Et si on arrêtait de tailler les comédies populaires françaises ?
A-t-on encore le droit de se moquer des spectateurs de “Qu'est-ce qu'on a fait au Bon Dieu ?” quand près de 12 millions de français ont vu le film au cinéma ? Si le propos du film n’est clairement pas ce qu’il y a de plus fin, difficile de se contenter d’un simple “pfff ce film de beauf”. En d’autres temps, “Les Visiteurs”, “Bienvenue Les Chtis”, “Les Tuche” ou “Taxi” ont tour à tour été dézingués par la critique. Si ces longs-métrage se laissent différemment appréciés, ils semblent plus inoffensifs que déplorables. Alors pourquoi tant de haine ? “Comme dans tout art, il y a une hiérarchie des genres. Au cinéma : la comédie est tout au bas de l’échelle, réputée moins sérieuse. La critique française a toujours eu tendance à avoir un mépris hautain pour le genre”, avance Fabrice Montebello, professeur d’études cinématographiques à l’université de Metz et auteur de Le cinéma en France depuis les années 1930.
Un problème de genre uniquement ? Les thématiques évoquées par ces films, souvent similaires, ne semblent pas cadrer avec ce qu’une partie de la critique attend du cinéma. “On voit dans ces ces comédies "ethniques" l’aspect beauf, chauvin, un peu gras, un peu raciste du français et on pointe les différences, et ça ça fâche parce que ça ne correspond pas au grand rêve républicain d’une France Une et indivisible ”, précise Fabrice Montebello.
David Honnorat
Reste que ce sont ces films qui réalisent le plus grand nombre d’entrées. D’Astérix Mission Cléopâtre aux Bronzés 3 : les 10 plus gros succès français sont des comédies.
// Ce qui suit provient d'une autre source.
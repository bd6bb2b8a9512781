//! OpenAI client configuration.

use crate::config::Credentials;
use crate::error::Result;
use async_openai::{config::OpenAIConfig, Client};
use std::time::Duration;

/// Create an OpenAI client authenticated with the given credentials.
///
/// Every request, embeddings and completions alike, is bounded by `timeout`.
pub fn create_client(credentials: &Credentials, timeout: Duration) -> Result<Client<OpenAIConfig>> {
    let http_client = reqwest::Client::builder().timeout(timeout).build()?;

    let mut config = OpenAIConfig::new().with_api_key(credentials.api_key.clone());
    if let Some(org_id) = &credentials.org_id {
        config = config.with_org_id(org_id.clone());
    }

    Ok(Client::with_config(config).with_http_client(http_client))
}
Et pourtant... “Le Festival de Cannes, la critique, les écoles de cinéma : toutes ces institutions ont toujours fustigé la comédie. C’est le grand drame de la comédie française : elle n’est pas prise au sérieux”, pointe David Honnorat, co-créateur de la chaîne Youtube Rigolo qui s’attache à comprendre les succès des comédies françaises.
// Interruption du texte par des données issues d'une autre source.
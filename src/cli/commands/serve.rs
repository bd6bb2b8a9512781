//! HTTP server exposing the query answerer.

use crate::cli::Output;
use crate::config::{Credentials, Settings};
use crate::orchestrator::Orchestrator;
use crate::rag::QueryAnswerer;
use crate::vector_store::ContextMatch;
use axum::{
    extract::{Query, State},
    http::StatusCode,
    response::IntoResponse,
    routing::get,
    Json, Router,
};
use serde::{Deserialize, Serialize};
use std::sync::Arc;
use tower_http::cors::{Any, CorsLayer};
use tower_http::trace::TraceLayer;
use tracing::{info, warn};

/// Build the router. `debug` adds request tracing.
pub fn router(answerer: Arc<QueryAnswerer>, debug: bool) -> Router {
    let cors = CorsLayer::new()
        .allow_origin(Any)
        .allow_methods(Any)
        .allow_headers(Any);

    let app = Router::new()
        .route("/eto/search", get(search))
        .layer(cors)
        .with_state(answerer);

    if debug {
        app.layer(TraceLayer::new_for_http())
    } else {
        app
    }
}

/// Run the HTTP API server.
pub async fn run_serve(
    host: Option<String>,
    port: Option<u16>,
    debug: bool,
    settings: Settings,
    credentials: &Credentials,
) -> anyhow::Result<()> {
    let addr = format!(
        "{}:{}",
        host.unwrap_or_else(|| settings.server.host.clone()),
        port.unwrap_or(settings.server.port)
    );

    let orchestrator = Orchestrator::new(settings, credentials)?;
    let dataset = Arc::new(orchestrator.setup().await?);
    let answerer = Arc::new(orchestrator.answerer(dataset));

    let listener = tokio::net::TcpListener::bind(&addr).await?;

    Output::header("Eto API Server");
    println!();
    Output::success(&format!("Listening on http://{}", addr));
    Output::kv("Search", "GET /eto/search?q=<question>");
    if debug {
        Output::kv("Debug", "request tracing enabled");
    }
    println!();
    Output::info("Press Ctrl+C to stop the server.");

    axum::serve(listener, router(answerer, debug))
        .with_graceful_shutdown(shutdown_signal())
        .await?;

    info!("Server stopped");
    Ok(())
}

async fn shutdown_signal() {
    if let Err(e) = tokio::signal::ctrl_c().await {
        warn!("Failed to listen for Ctrl+C: {}", e);
    }
}

#[derive(Deserialize)]
struct SearchQuery {
    q: String,
}

#[derive(Serialize)]
struct SearchResponse {
    completion: String,
    top_match: Option<ContextMatch>,
}

#[derive(Serialize)]
struct ErrorResponse {
    error: String,
}

async fn search(
    State(answerer): State<Arc<QueryAnswerer>>,
    Query(query): Query<SearchQuery>,
) -> impl IntoResponse {
    info!("Query: {}", query.q);

    match answerer.answer(&query.q).await {
        Ok(answer) => {
            let top_match = answer.top_match().cloned();
            Json(SearchResponse {
                completion: answer.completion,
                top_match,
            })
            .into_response()
        }
        Err(e) => (
            StatusCode::INTERNAL_SERVER_ERROR,
            Json(ErrorResponse {
                error: e.to_string(),
            }),
        )
            .into_response(),
    }
}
Cinéma “sérieux” VS “populaire”
Sous nos abords de révolutionnaires un peu élitistes, ne sommes nous pas tout simplement de grands râleurs un peu réac’, un peu beauf, subtil mélange de De Funès et de Dubosc ? Pas si simple. “Ces films ont toujours la même morale : on a tous des préjugés mais on peut se rassembler au-delà de nos différences. Y’a pas que des chefs d'œuvre là-dedans mais aucun de ces films n’est profondément raciste”, détaille Fabrice Montebello. “Qu’est ce qu’on a fait au Bon Dieu ? mérite d’être regardé sérieusement, ne serait-ce que parce que 12 millions de personnes l’ont vu : ça raconte quelque chose de notre société. Et ça ne veut pas dire pour autant que tous les spectateurs s’identifient à Christian Clavier”, complète David Honnorat.
Est-on pour autant condamné à voir s’opposer cinéma “sérieux” et cinéma “populaire” ? La réception du Grand Bain ou de Alice et le Maire, deux comédies qui ont su concilier accueil critique et succès public laisse penser qu’un changement est en cours. “Reste que ces films sont calibrés “comédies de festival”, ils ne sont pas vraiment de la même catégorie que les Tuche”, nuance David Honnorat.
Le temps est peut-être venu de sortir de cette opposition stérile pour mieux observer la diversité du cinéma français, bien plus riche que ce que l’on croit.
À suivre ...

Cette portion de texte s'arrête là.